Elaborate more on 2) real consent
Real consent can either be unilateral or mutual, as required by law. Active consent must be required, not submission. Where one does not know the risks involved, they cannot consent to the harm caused e.g. being hit with a pillow that actually contains bricks. Having sex with an HIV positive person. If one fails to disclose their HIV status and has unprotected non-consensual sex, they are guilty of both rape and attempted murder [Nyalungu].
Elaborate on 3) persons capable of consenting
People who lack capacity include:
1) youth - children below the age of 12 cannot consent
2) mental defect and intoxication
3) unconsciousness
4) substituted consent
Is disciplinary chastisement a recognised defence?

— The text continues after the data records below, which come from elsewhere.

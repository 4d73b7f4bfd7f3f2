use egui::{Context, Id, Vec2};
use std::cell::{Cell, RefCell};
use std::rc::Rc;

#[derive(Debug, Clone, Copy, PartialEq, Eq, Hash)]
pub enum ListenerKind {
    PointerMove,
    PointerRelease,
    Resize,
}

#[derive(Debug, Clone, Copy, PartialEq, Eq, Hash)]
pub struct ListenerId(u64);

/// The window system a panel lives in.
///
/// All methods take `&self`; hosts are shared between a controller and the
/// guards it hands out, on a single UI thread.
pub trait Host {
    /// Current size of the visible drawing area.
    fn viewport_size(&self) -> Vec2;

    /// Measured size of the panel, `None` until it has been laid out.
    fn panel_size(&self) -> Option<Vec2>;

    fn text_selection(&self) -> bool;

    fn set_text_selection(&self, enabled: bool);

    /// Disable text selection for one more holder.
    fn hold_text_selection(&self);

    /// Drop one holder; the last one restores the setting seen by the first.
    fn release_text_selection(&self);

    fn listen(&self, kind: ListenerKind) -> ListenerId;

    fn unlisten(&self, id: ListenerId);

    fn is_listening(&self, kind: ListenerKind) -> bool;
}

/// Reference count of text-selection holders sharing one setting.
#[derive(Debug, Clone, Copy, Default)]
pub struct SelectionHold {
    count: usize,
    previous: bool,
}

impl SelectionHold {
    /// Returns `true` for the first holder, which must disable selection.
    pub fn acquire(&mut self, current: bool) -> bool {
        if self.count == 0 {
            self.previous = current;
        }
        self.count += 1;
        self.count == 1
    }

    /// Returns the setting to restore once the last holder is gone.
    pub fn release(&mut self) -> Option<bool> {
        match self.count {
            0 => None,
            1 => {
                self.count = 0;
                Some(self.previous)
            }
            _ => {
                self.count -= 1;
                None
            }
        }
    }

    pub fn count(&self) -> usize {
        self.count
    }
}

/// Bookkeeping for global listeners, shared by the host implementations.
#[derive(Debug, Default)]
pub struct Listeners {
    next_id: Cell<u64>,
    active: RefCell<Vec<(ListenerId, ListenerKind)>>,
}

impl Listeners {
    pub fn add(&self, kind: ListenerKind) -> ListenerId {
        let id = ListenerId(self.next_id.get());
        self.next_id.set(id.0 + 1);
        self.active.borrow_mut().push((id, kind));
        id
    }

    pub fn remove(&self, id: ListenerId) -> bool {
        let mut active = self.active.borrow_mut();
        let before = active.len();
        active.retain(|(active_id, _)| *active_id != id);
        active.len() != before
    }

    pub fn count(&self, kind: ListenerKind) -> usize {
        self.active
            .borrow()
            .iter()
            .filter(|(_, active_kind)| *active_kind == kind)
            .count()
    }

    pub fn contains(&self, kind: ListenerKind) -> bool {
        self.count(kind) > 0
    }

    pub fn is_empty(&self) -> bool {
        self.active.borrow().is_empty()
    }
}

/// A registered listener, removed from the host when dropped.
pub struct Subscription<H: Host> {
    host: Rc<H>,
    id: ListenerId,
}

impl<H: Host> Subscription<H> {
    pub fn new(host: &Rc<H>, kind: ListenerKind) -> Self {
        Self {
            id: host.listen(kind),
            host: host.clone(),
        }
    }
}

impl<H: Host> Drop for Subscription<H> {
    fn drop(&mut self) {
        self.host.unlisten(self.id);
    }
}

/// Keeps text selection disabled while alive. Guards may be dropped in any
/// order; selection comes back when the last one goes.
pub struct SelectionGuard<H: Host> {
    host: Rc<H>,
}

impl<H: Host> SelectionGuard<H> {
    pub fn acquire(host: &Rc<H>) -> Self {
        host.hold_text_selection();
        Self { host: host.clone() }
    }
}

impl<H: Host> Drop for SelectionGuard<H> {
    fn drop(&mut self) {
        self.host.release_text_selection();
    }
}

/// A host without a window, driven by hand. Used for tests and for embedding
/// the controller in non-egui event loops.
#[derive(Debug)]
pub struct HeadlessHost {
    viewport: Cell<Vec2>,
    panel: Cell<Option<Vec2>>,
    text_selection: Cell<bool>,
    selection_hold: Cell<SelectionHold>,
    listeners: Listeners,
}

impl HeadlessHost {
    pub fn new(viewport: Vec2) -> Self {
        Self {
            viewport: Cell::new(viewport),
            panel: Cell::new(None),
            text_selection: Cell::new(true),
            selection_hold: Cell::new(SelectionHold::default()),
            listeners: Listeners::default(),
        }
    }

    #[inline]
    pub fn with_panel_size(self, size: Vec2) -> Self {
        self.panel.set(Some(size));
        self
    }

    pub fn set_viewport_size(&self, size: Vec2) {
        self.viewport.set(size);
    }

    pub fn set_panel_size(&self, size: Option<Vec2>) {
        self.panel.set(size);
    }

    pub fn listeners(&self) -> &Listeners {
        &self.listeners
    }
}

impl Host for HeadlessHost {
    fn viewport_size(&self) -> Vec2 {
        self.viewport.get()
    }

    fn panel_size(&self) -> Option<Vec2> {
        self.panel.get()
    }

    fn text_selection(&self) -> bool {
        self.text_selection.get()
    }

    fn set_text_selection(&self, enabled: bool) {
        self.text_selection.set(enabled);
    }

    fn hold_text_selection(&self) {
        let mut hold = self.selection_hold.get();
        if hold.acquire(self.text_selection()) {
            self.set_text_selection(false);
        }
        self.selection_hold.set(hold);
    }

    fn release_text_selection(&self) {
        let mut hold = self.selection_hold.get();
        let restore = hold.release();
        self.selection_hold.set(hold);
        if let Some(enabled) = restore {
            self.set_text_selection(enabled);
        }
    }

    fn listen(&self, kind: ListenerKind) -> ListenerId {
        self.listeners.add(kind)
    }

    fn unlisten(&self, id: ListenerId) {
        self.listeners.remove(id);
    }

    fn is_listening(&self, kind: ListenerKind) -> bool {
        self.listeners.contains(kind)
    }
}

/// [`Host`] backed by an egui [`Context`] and the [`egui::Area`] showing the panel.
///
/// Every panel has its own host, but the text selection setting belongs to the
/// context, so the hold count lives in the context's temp data.
pub struct EguiHost {
    ctx: Context,
    area_id: Id,
    listeners: Listeners,
}

impl EguiHost {
    pub fn new(ctx: Context, area_id: Id) -> Self {
        Self {
            ctx,
            area_id,
            listeners: Listeners::default(),
        }
    }

    fn selection_hold_id() -> Id {
        Id::new("egui_float_panel::selection_hold")
    }

    fn update_hold<R>(&self, f: impl FnOnce(&mut SelectionHold) -> R) -> R {
        self.ctx.data_mut(|d| {
            f(d.get_temp_mut_or_default::<SelectionHold>(Self::selection_hold_id()))
        })
    }
}

impl Host for EguiHost {
    fn viewport_size(&self) -> Vec2 {
        self.ctx.screen_rect().size()
    }

    fn panel_size(&self) -> Option<Vec2> {
        self.ctx
            .memory(|mem| mem.area_rect(self.area_id))
            .map(|rect| rect.size())
    }

    fn text_selection(&self) -> bool {
        self.ctx.style().interaction.selectable_labels
    }

    fn set_text_selection(&self, enabled: bool) {
        self.ctx
            .all_styles_mut(|style| style.interaction.selectable_labels = enabled);
    }

    fn hold_text_selection(&self) {
        let current = self.text_selection();
        if self.update_hold(|hold| hold.acquire(current)) {
            self.set_text_selection(false);
        }
    }

    fn release_text_selection(&self) {
        if let Some(enabled) = self.update_hold(|hold| hold.release()) {
            self.set_text_selection(enabled);
        }
    }

    fn listen(&self, kind: ListenerKind) -> ListenerId {
        self.listeners.add(kind)
    }

    fn unlisten(&self, id: ListenerId) {
        self.listeners.remove(id);
    }

    fn is_listening(&self, kind: ListenerKind) -> bool {
        self.listeners.contains(kind)
    }
}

Corporal punishment is illegal in South Africa, both as a criminal punishment, in schools [Christian Education v Minister of Education] and even in private homes.
What were the requirements for disciplinary chastisement?
a) guardian
b) corrective
c) reasonable/moderate
d) bona fide
Provide a case summary of YG v S
The child, M, was sitting on YG’s bed using the family iPad. The appellant entered the room and accused M of watching pornographic material, which is strictly against the Muslim faith. M denied that he was watching pornographic material, but the appellant persisted with the accusation. When M refused to admit to the accusation, the appellant struck M in the chest multiple times. M lost his balance and fell off the bed, striking his head against the door of the bedroom. While on the floor, the appellant kicked M in the chest four times. The appellant was tried for assault with intent to do grievous bodily harm. As his defence, he argued that he did not intend to assault M. Rather, he ‘intended to discipline him out of concern to show him what is right and wrong’. The appellant testified he had done nothing more than exercise his right as a parent to chastise M by administering reasonable corporal punishment for the indiscipline noted.
Is there ever justification for permitting the use of corporal punishment against a child, which would otherwise constitute assault but for the invocation of the defence of disciplinary chastisement?
While parents have a prerogative power to discipline their child, the defence should not be invoked to negate an unjustifiable breach of the rights of the child. The Constitution is explicit in its exposition of such rights, conferring equal protection from ‘all forms of violence’ whether from a ‘public or private source’. Furthermore, even where the level of chastisement inflicted is adjudged to fall within the ambit of ‘reasonable’, such an act invariably involves a measure of violence and thus breaches the physical integrity of the child. On the basis of such reasoning, the Court determined the defence to be no longer applicable due to its fundamental incompatibility with the rights conferred to every individual citizen under the Constitution.